Veteran American Coach Hankinson works out with MoBay United
TUCKER, St James — Montego Bay United’s (MBU) fascination with foreign coaches looks set to continue this upcoming 2015/16 Red Stripe Premier League season with American Timothy Hankinson expected to take the reins of the team.
The much travelled 60-year-old American has been in the island about a week, and will be helping to prepare the team for their ScotiaBank CONCACAF Champions League game against US Major League team DC United in Washington DC on August 25, the Jamaica Observer was told.
Though it has not been formalised, MBU executives point to the possibility that Hankinson could be the man to call the shots when the Red Stripe Premier League gets underway next month.
He would be the third overseas coach to lead the team in their fifth season in the Premier League following Brazilian Nedier Dos Santos and Spaniard Carlos Garcia. Garcia was let go at the end of the last season and is now part of the Reggae Boyz coaching set-up.
Hankinson takes over from Dr Dean Weatherly who guided the team into the semi-finals past Waterhouse, and into the final of the Red Stripe Premier League where they lost to Arnett Gardens. MBU also lost their first game in the CONCACAF competition to Panama Club Arabe Unido.
While he will be working in the Jamaican environment for the first time, Hankinson says he is not totally unfamiliar with the Jamaica’s football, having coached former Jamaican internationals Paul Young at the University of Syracuse and Chris Dawes at Colorado Rapids in the MLS.
“I’ve been to many countries due to football,” he told the Observer. “This is the first time I will be working in the environment, but I have worked in environments that are not too different like Guatemala and India… there are challenges wherever you look, but they don’t scare me and I look forward to taking on the challenges every day, and make the best of them,” said the American.
In an interview at the team’s training grounds in Tucker on Thursday, Hankinson, who was overseeing the training along with Weatherly, said he relishes another new challenge.
“Whenever you walk on a field and 30 new players walk towards you, it’s important to get off to a good start, because it’s about buying into ideas and trusting each other and believing that the direction that I am giving is a good one for them that can make them successful.”
Hankinson says things have got off to a good start.

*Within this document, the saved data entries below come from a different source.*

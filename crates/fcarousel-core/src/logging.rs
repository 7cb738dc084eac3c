#![forbid(unsafe_code)]

//! JSON log output for production hosts.
//!
//! The engine itself only emits `tracing` events (targets under
//! `fcarousel_core`); hosts that already install a subscriber need nothing
//! from this module.

use tracing_subscriber::EnvFilter;

/// Install a global JSON subscriber filtered by `RUST_LOG` (default `info`).
///
/// Returns `false` if a global subscriber was already installed.
pub fn init_json_logging() -> bool {
    let filter = EnvFilter::try_from_default_env().unwrap_or_else(|_| EnvFilter::new("info"));
    tracing_subscriber::fmt()
        .json()
        .with_current_span(true)
        .with_env_filter(filter)
        .try_init()
        .is_ok()
}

“I think so far the ideas we have introduced and the way we have been training with a lot of football involved, where we basically hide the fitness within the work we do, any footballer enjoy that and I think they see progress and are getting better every day,” he noted.
MBU’s game against Unido Arabe was the only time Hankinson had seen the team and admitted it “wasn’t a great night for them”.

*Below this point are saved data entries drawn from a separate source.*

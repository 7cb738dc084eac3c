#![forbid(unsafe_code)]

//! Scenario harness for `fcarousel-core`.
//!
//! Scripted scenarios (TOML or JSON) drive a [`fcarousel_core::Carousel`]
//! through a virtual clock and a manual frame scheduler. Every step and every
//! delivered frame is captured as a [`trace::FrameRecord`]; the JSONL
//! rendering of a trace is stable across machines and is identified by its
//! BLAKE3 hash, which makes recorded traces usable as golden files.
//!
//! # Example
//!
//! ```
//! use fcarousel_harness::{Scenario, run_scenario};
//!
//! let scenario = Scenario::from_toml_str(r#"
//! name = "two"
//! container = { width = 200.0, height = 100.0 }
//! cells = [{ width = 100.0, height = 100.0 }, { width = 100.0, height = 100.0 }]
//!
//! [[steps]]
//! op = "next"
//!
//! [[steps]]
//! op = "settle"
//! "#).unwrap();
//!
//! let trace = run_scenario(&scenario).unwrap();
//! assert_eq!(trace.last().map(|r| r.selected), Some(1));
//! assert!(trace.hash().unwrap().starts_with("blake3:"));
//! ```

pub mod cli;
pub mod error;
pub mod runner;
pub mod scenario;
pub mod trace;

pub use cli::{Cli, Commands, run, run_from_env};
pub use error::{HarnessError, Result};
pub use runner::{Runner, run_scenario};
pub use scenario::{CellSpec, Scenario, Step};
pub use trace::{FrameRecord, Trace};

“But I saw hope, and I saw qualities in their game,” he said.
Hankinson that MBU are at a disadvantage in the CONCACAF competition.
“This is a team (MBU) in pre-season — you go against a team in Panama that had many preparation games and this team (MBU) had none. When we go to DC United, that’s a team in mid-season in the MLS, they have been training since January, and maybe had 20 pre-season games and 30 games in cup competitions. We have had one; the Panama game.
“So we are at the beginning of the process, whereas the teams we are playing against are in the middle of the process so that means we have to accelerate our ability to be effective and keep faith,” Hankinson noted.